Center for Cardiovascular Research, Washington University School of Medicine, St Louis, Missouri 63110, USA
Genes & Development (Impact Factor: 12.64). 07/2008; 22(14):1948-61. DOI: 10.1101/gad.1661708
Source: PubMed

ABSTRACT Oxidative tissues such as heart undergo a dramatic perinatal mitochondrial biogenesis to meet the high-energy demands after birth. PPARgamma coactivator-1 (PGC-1) alpha and beta have been implicated in the transcriptional control of cellular energy metabolism. Mice with combined deficiency of PGC-1alpha and PGC-1beta (PGC-1alphabeta(-/-) mice) were generated to investigate the convergence of their functions in vivo.

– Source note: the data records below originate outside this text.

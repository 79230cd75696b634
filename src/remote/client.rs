//! Remote collection endpoint — HTTP read of recent items and write of new
//! quotes.

use async_trait::async_trait;
use serde_json::Value;
use tracing::debug;

use crate::error::RemoteError;
use crate::quotes::model::{Quote, lenient_text};

/// Result of a remote fetch. A failed fetch is kept distinct from a
/// genuinely empty response so callers can log or report it.
#[derive(Debug)]
pub enum FetchOutcome {
    Fetched(Vec<Quote>),
    Failed(RemoteError),
}

impl FetchOutcome {
    /// Quotes to merge; a failure contributes nothing.
    pub fn into_quotes(self) -> Vec<Quote> {
        match self {
            Self::Fetched(quotes) => quotes,
            Self::Failed(_) => Vec::new(),
        }
    }

    pub fn is_failed(&self) -> bool {
        matches!(self, Self::Failed(_))
    }
}

/// Read/write access to the remote quote collection.
#[async_trait]
pub trait QuoteRemote: Send + Sync {
    /// Fetch up to `limit` remote items, each mapped to a quote in `category`.
    async fn fetch_latest(&self, limit: usize, category: &str) -> FetchOutcome;

    /// Send a newly added quote. Returns the endpoint's JSON response.
    async fn post_quote(&self, quote: &Quote) -> Result<Value, RemoteError>;
}

/// Map raw remote items to quotes, keeping the first `limit`. Only each
/// item's `title` is read, and items past `limit` are never inspected.
fn items_to_quotes(items: &[Value], limit: usize, category: &str) -> Vec<Quote> {
    items
        .iter()
        .take(limit)
        .map(|item| Quote::new(lenient_text(item.get("title")), category))
        .collect()
}

/// `QuoteRemote` over HTTP with `reqwest`.
pub struct HttpRemote {
    endpoint: String,
    client: reqwest::Client,
}

impl HttpRemote {
    pub fn new(endpoint: impl Into<String>) -> Self {
        Self {
            endpoint: endpoint.into(),
            client: reqwest::Client::new(),
        }
    }

    async fn try_fetch(&self, limit: usize, category: &str) -> Result<Vec<Quote>, RemoteError> {
        let resp = self
            .client
            .get(&self.endpoint)
            .send()
            .await
            .map_err(|e| self.request_failed(e))?;

        if !resp.status().is_success() {
            return Err(RemoteError::Status {
                url: self.endpoint.clone(),
                status: resp.status().as_u16(),
            });
        }

        let items: Vec<Value> = resp.json().await.map_err(|e| RemoteError::InvalidResponse {
            url: self.endpoint.clone(),
            reason: e.to_string(),
        })?;

        Ok(items_to_quotes(&items, limit, category))
    }

    fn request_failed(&self, e: reqwest::Error) -> RemoteError {
        RemoteError::RequestFailed {
            url: self.endpoint.clone(),
            reason: e.to_string(),
        }
    }
}

#[async_trait]
impl QuoteRemote for HttpRemote {
    async fn fetch_latest(&self, limit: usize, category: &str) -> FetchOutcome {
        match self.try_fetch(limit, category).await {
            Ok(quotes) => {
                debug!(count = quotes.len(), url = %self.endpoint, "Fetched remote quotes");
                FetchOutcome::Fetched(quotes)
            }
            Err(e) => FetchOutcome::Failed(e),
        }
    }

    async fn post_quote(&self, quote: &Quote) -> Result<Value, RemoteError> {
        // `.json()` sets `Content-Type: application/json`.
        let resp = self
            .client
            .post(&self.endpoint)
            .json(quote)
            .send()
            .await
            .map_err(|e| self.request_failed(e))?;

        if !resp.status().is_success() {
            return Err(RemoteError::Status {
                url: self.endpoint.clone(),
                status: resp.status().as_u16(),
            });
        }

        resp.json().await.map_err(|e| RemoteError::InvalidResponse {
            url: self.endpoint.clone(),
            reason: e.to_string(),
        })
    }
}
//! Persistence layer — durable and session-scoped key-value stores.

pub mod file;
pub mod local;
pub mod memory;
pub mod traits;

pub use file::FileStore;
pub use local::LocalStore;
pub use memory::MemoryStore;
pub use traits::KeyValueStore;
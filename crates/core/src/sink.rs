//! The log sink itself: initialization and the two append operations.
//!
//! Every public operation returns unconditionally. A logging side-effect
//! must never abort the caller's primary flow, so external failures are
//! converted to log lines at this boundary and swallowed. Delivery is
//! at-most-once, best-effort.

use std::sync::Arc;

use tracing::{debug, error, warn};

use crate::config::SinkConfig;
use crate::credentials::resolve_credentials;
use crate::events::{BookingEvent, ConversationEvent};
use crate::rows::{Target, booking_row, conversation_row};
use crate::sheets::SheetsClient;
use crate::store::{SpreadsheetStore, StoreError};

/// Best-effort sink appending conversation and booking rows to the
/// configured spreadsheet.
///
/// Cheap to clone; clones share the store client and its token cache, so
/// callers may `tokio::spawn` appends for fire-and-forget dispatch. There
/// is no ordering guarantee between in-flight appends.
#[derive(Clone)]
pub struct SheetLogger {
    spreadsheet_id: Option<Arc<str>>,
    store: Option<Arc<dyn SpreadsheetStore>>,
}

impl SheetLogger {
    /// Build the sink from explicit configuration, resolving the credential
    /// secret once. Missing configuration degrades the sink to a no-op.
    pub fn new(config: SinkConfig) -> Self {
        if config.spreadsheet_id.is_none() {
            warn!("No spreadsheet id configured, sheet logging disabled");
        }
        let store = resolve_credentials(config.credential_secret.as_deref())
            .map(|key| Arc::new(SheetsClient::new(key)) as Arc<dyn SpreadsheetStore>);
        Self {
            spreadsheet_id: config.spreadsheet_id.map(Into::into),
            store,
        }
    }

    /// Build the sink over a custom store implementation.
    pub fn with_store(spreadsheet_id: Option<String>, store: Arc<dyn SpreadsheetStore>) -> Self {
        Self {
            spreadsheet_id: spreadsheet_id.map(Into::into),
            store: Some(store),
        }
    }

    fn target(&self, operation: &str) -> Option<(&str, &Arc<dyn SpreadsheetStore>)> {
        match (self.spreadsheet_id.as_deref(), &self.store) {
            (Some(id), Some(store)) => Some((id, store)),
            _ => {
                warn!(operation, "Sheet logging unconfigured, skipping");
                None
            }
        }
    }

    /// Ensure both sheets exist with their fixed header rows.
    ///
    /// Safe to run repeatedly: an existing sheet is treated as success and
    /// headers are installed by overwriting the first row, so a re-run
    /// produces identical headers rather than duplicates. Headers are
    /// attempted even when sheet creation failed, since the sheet may
    /// pre-exist from an earlier run. Never raises; meant to be invoked
    /// once at startup without awaiting it from request-serving paths.
    pub async fn initialize(&self) {
        let Some((id, store)) = self.target("initialize") else {
            return;
        };
        for target in Target::ALL {
            let sheet = target.sheet_name();
            match store.add_sheet(id, sheet).await {
                Ok(()) => debug!(sheet, "Created sheet"),
                Err(StoreError::SheetExists { .. }) => debug!(sheet, "Sheet already present"),
                Err(err) => {
                    warn!(sheet, error = %err, "Sheet creation failed, still attempting header write")
                }
            }
            log_dropped(
                "header install",
                store
                    .overwrite_row(id, target.header_range(), target.header_row())
                    .await,
            );
        }
    }

    /// Record one conversational exchange. Never raises.
    pub async fn append_conversation(&self, event: ConversationEvent) {
        let Some((id, store)) = self.target("conversation append") else {
            return;
        };
        log_dropped(
            "conversation append",
            store
                .append_row(
                    id,
                    Target::Conversations.append_range(),
                    conversation_row(&event),
                )
                .await,
        );
    }

    /// Record one completed call booking. Never raises.
    pub async fn append_booking(&self, event: BookingEvent) {
        let Some((id, store)) = self.target("booking append") else {
            return;
        };
        log_dropped(
            "booking append",
            store
                .append_row(id, Target::Bookings.append_range(), booking_row(&event))
                .await,
        );
    }
}

/// The single place the no-raise policy lives: failures become an error
/// log line and nothing else.
fn log_dropped(operation: &str, result: Result<(), StoreError>) {
    if let Err(err) = result {
        error!(operation, error = %err, "Sheet write dropped");
    }
}

#[cfg(test)]
mod tests {
    use super::*;
    use crate::events::{BookingInfo, ContactInfo, LeadScore};
    use async_trait::async_trait;
    use chrono::{TimeZone, Utc};
    use serde_json::{Value, json};
    use std::sync::Mutex;

    #[derive(Debug, Clone, PartialEq)]
    enum Call {
        Append { range: String, row: Vec<Value> },
        Overwrite { range: String, row: Vec<Value> },
        AddSheet { title: String },
    }

    /// Fake store recording every call; optionally fails everything or
    /// reports sheets as pre-existing.
    #[derive(Default)]
    struct RecordingStore {
        calls: Mutex<Vec<Call>>,
        fail_all: bool,
        sheets_exist: bool,
    }

    impl RecordingStore {
        fn failing() -> Self {
            Self {
                fail_all: true,
                ..Default::default()
            }
        }

        fn with_existing_sheets() -> Self {
            Self {
                sheets_exist: true,
                ..Default::default()
            }
        }

        fn calls(&self) -> Vec<Call> {
            self.calls.lock().unwrap().clone()
        }

        fn record(&self, call: Call) {
            self.calls.lock().unwrap().push(call);
        }

        fn maybe_fail(&self) -> Result<(), StoreError> {
            if self.fail_all {
                Err(StoreError::Api {
                    status: 429,
                    message: "Quota exceeded".into(),
                })
            } else {
                Ok(())
            }
        }
    }

    #[async_trait]
    impl SpreadsheetStore for RecordingStore {
        async fn append_row(
            &self,
            _spreadsheet_id: &str,
            range: &str,
            row: Vec<Value>,
        ) -> Result<(), StoreError> {
            self.record(Call::Append {
                range: range.to_string(),
                row,
            });
            self.maybe_fail()
        }

        async fn overwrite_row(
            &self,
            _spreadsheet_id: &str,
            range: &str,
            row: Vec<Value>,
        ) -> Result<(), StoreError> {
            self.record(Call::Overwrite {
                range: range.to_string(),
                row,
            });
            self.maybe_fail()
        }

        async fn add_sheet(&self, _spreadsheet_id: &str, title: &str) -> Result<(), StoreError> {
            self.record(Call::AddSheet {
                title: title.to_string(),
            });
            if self.sheets_exist {
                return Err(StoreError::SheetExists {
                    title: title.to_string(),
                });
            }
            self.maybe_fail()
        }
    }

    fn sample_booking() -> BookingEvent {
        BookingEvent {
            session_id: "s1".into(),
            contact_info: ContactInfo {
                name: Some("Jane".into()),
                email: Some("j@x.com".into()),
                ..Default::default()
            },
            booking_info: BookingInfo {
                date: Some("2024-05-01".into()),
                time: Some("10:00".into()),
                meeting_type: Some("demo".into()),
            },
            lead_score: LeadScore {
                overall: Some(8.0),
                extra: Default::default(),
            },
            timestamp: Utc.with_ymd_and_hms(2024, 5, 1, 9, 0, 0).unwrap(),
        }
    }

    fn sample_conversation() -> ConversationEvent {
        ConversationEvent {
            session_id: "s1".into(),
            user_message: "hello".into(),
            ai_response: "hi".into(),
            lead_score: LeadScore::default(),
            contact_info: ContactInfo::default(),
            timestamp: Utc.with_ymd_and_hms(2024, 5, 1, 9, 0, 0).unwrap(),
        }
    }

    #[tokio::test]
    async fn unconfigured_spreadsheet_issues_no_calls() {
        let store = Arc::new(RecordingStore::default());
        let logger = SheetLogger::with_store(None, store.clone());

        logger.initialize().await;
        logger.append_conversation(sample_conversation()).await;
        logger.append_booking(sample_booking()).await;

        assert!(store.calls().is_empty());
    }

    #[tokio::test]
    async fn missing_credentials_degrade_to_noop() {
        let logger = SheetLogger::new(SinkConfig {
            spreadsheet_id: Some("sheet-1".into()),
            credential_secret: None,
        });
        logger.initialize().await;
        logger.append_conversation(sample_conversation()).await;
    }

    #[tokio::test]
    async fn booking_append_issues_exactly_one_rpc_with_fixed_row() {
        let store = Arc::new(RecordingStore::default());
        let logger = SheetLogger::with_store(Some("sheet-1".into()), store.clone());

        let event = sample_booking();
        let timestamp = event.timestamp.to_rfc3339();
        logger.append_booking(event).await;

        assert_eq!(
            store.calls(),
            vec![Call::Append {
                range: "Bookings!A:L".into(),
                row: vec![
                    json!(timestamp),
                    json!("s1"),
                    json!("Jane"),
                    json!("j@x.com"),
                    json!(""),
                    json!(""),
                    json!(""),
                    json!("2024-05-01"),
                    json!("10:00"),
                    json!("demo"),
                    json!(8.0),
                    json!("call_booked"),
                ],
            }]
        );
    }

    #[tokio::test]
    async fn conversation_append_targets_conversations_range() {
        let store = Arc::new(RecordingStore::default());
        let logger = SheetLogger::with_store(Some("sheet-1".into()), store.clone());

        logger.append_conversation(sample_conversation()).await;

        let calls = store.calls();
        assert_eq!(calls.len(), 1);
        match &calls[0] {
            Call::Append { range, row } => {
                assert_eq!(range, "Conversations!A:H");
                assert_eq!(row.len(), 8);
            }
            other => panic!("unexpected call: {other:?}"),
        }
    }

    #[tokio::test]
    async fn failures_never_reach_the_caller() {
        let store = Arc::new(RecordingStore::failing());
        let logger = SheetLogger::with_store(Some("sheet-1".into()), store.clone());

        logger.initialize().await;
        logger.append_conversation(sample_conversation()).await;
        logger.append_booking(sample_booking()).await;

        // Every operation was attempted despite the store failing each one.
        assert_eq!(store.calls().len(), 6);
    }

    #[tokio::test]
    async fn initialize_creates_sheets_and_overwrites_headers() {
        let store = Arc::new(RecordingStore::default());
        let logger = SheetLogger::with_store(Some("sheet-1".into()), store.clone());

        logger.initialize().await;

        assert_eq!(
            store.calls(),
            vec![
                Call::AddSheet {
                    title: "Conversations".into()
                },
                Call::Overwrite {
                    range: "Conversations!A1:H1".into(),
                    row: Target::Conversations.header_row(),
                },
                Call::AddSheet {
                    title: "Bookings".into()
                },
                Call::Overwrite {
                    range: "Bookings!A1:L1".into(),
                    row: Target::Bookings.header_row(),
                },
            ]
        );
    }

    #[tokio::test]
    async fn initialize_is_idempotent_against_existing_sheets() {
        let store = Arc::new(RecordingStore::with_existing_sheets());
        let logger = SheetLogger::with_store(Some("sheet-1".into()), store.clone());

        logger.initialize().await;
        logger.initialize().await;

        let header_writes: Vec<_> = store
            .calls()
            .into_iter()
            .filter(|c| matches!(c, Call::Overwrite { .. }))
            .collect();
        // Both runs overwrite the same fixed ranges with identical rows.
        assert_eq!(header_writes.len(), 4);
        assert_eq!(header_writes[0], header_writes[2]);
        assert_eq!(header_writes[1], header_writes[3]);
    }
}
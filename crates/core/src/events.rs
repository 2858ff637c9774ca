use chrono::{DateTime, Utc};
use serde::{Deserialize, Serialize};
use serde_json::{Map, Value};

/// Producer-supplied lead qualification, a numeric overall score plus
/// whatever sub-fields the scoring model emits.
#[derive(Debug, Clone, Default, Serialize, Deserialize)]
pub struct LeadScore {
    #[serde(default, skip_serializing_if = "Option::is_none")]
    pub overall: Option<f64>,
    #[serde(flatten)]
    pub extra: Map<String, Value>,
}

#[derive(Debug, Clone, Default, Serialize, Deserialize)]
pub struct ContactInfo {
    #[serde(default, skip_serializing_if = "Option::is_none")]
    pub name: Option<String>,
    #[serde(default, skip_serializing_if = "Option::is_none")]
    pub email: Option<String>,
    #[serde(default, skip_serializing_if = "Option::is_none")]
    pub phone: Option<String>,
    #[serde(default, skip_serializing_if = "Option::is_none")]
    pub company: Option<String>,
    #[serde(default, skip_serializing_if = "Option::is_none")]
    pub title: Option<String>,
    #[serde(flatten)]
    pub extra: Map<String, Value>,
}

#[derive(Debug, Clone, Default, Serialize, Deserialize)]
pub struct BookingInfo {
    #[serde(default, skip_serializing_if = "Option::is_none")]
    pub date: Option<String>,
    #[serde(default, skip_serializing_if = "Option::is_none")]
    pub time: Option<String>,
    #[serde(
        rename = "type",
        default,
        skip_serializing_if = "Option::is_none"
    )]
    pub meeting_type: Option<String>,
}

/// One conversational exchange: what the user said and what the assistant
/// answered, with the scoring snapshot at that point.
#[derive(Debug, Clone, Serialize, Deserialize)]
pub struct ConversationEvent {
    pub session_id: String,
    pub user_message: String,
    pub ai_response: String,
    #[serde(default)]
    pub lead_score: LeadScore,
    #[serde(default)]
    pub contact_info: ContactInfo,
    pub timestamp: DateTime<Utc>,
}

/// A completed call booking forwarded by the booking endpoint.
#[derive(Debug, Clone, Serialize, Deserialize)]
pub struct BookingEvent {
    pub session_id: String,
    #[serde(default)]
    pub contact_info: ContactInfo,
    #[serde(default)]
    pub booking_info: BookingInfo,
    #[serde(default)]
    pub lead_score: LeadScore,
    pub timestamp: DateTime<Utc>,
}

The phenotype of PGC-1beta(-/-) mice was minimal under nonstressed conditions, including normal heart function, similar to that of PGC-1alpha(-/-) mice generated previously. In striking contrast to the singly deficient PGC-1 lines, PGC-1alphabeta(-/-) mice died shortly after birth with small hearts, bradycardia, intermittent heart block, and a markedly reduced cardiac output. Cardiac-specific ablation of the PGC-1beta gene on a PGC-1alpha-deficient background phenocopied the generalized PGC-1alphabeta(-/-) mice. The hearts of the PGC-1alphabeta(-/-) mice exhibited signatures of a maturational defect including reduced growth, a late fetal arrest in mitochondrial biogenesis, and persistence of a fetal pattern of gene expression. Brown adipose tissue (BAT) of PGC-1alphabeta(-/-) mice also exhibited a severe abnormality in function and mitochondrial density. We conclude that PGC-1alpha and PGC-1beta share roles that collectively are necessary for the postnatal metabolic and functional maturation of heart and BAT.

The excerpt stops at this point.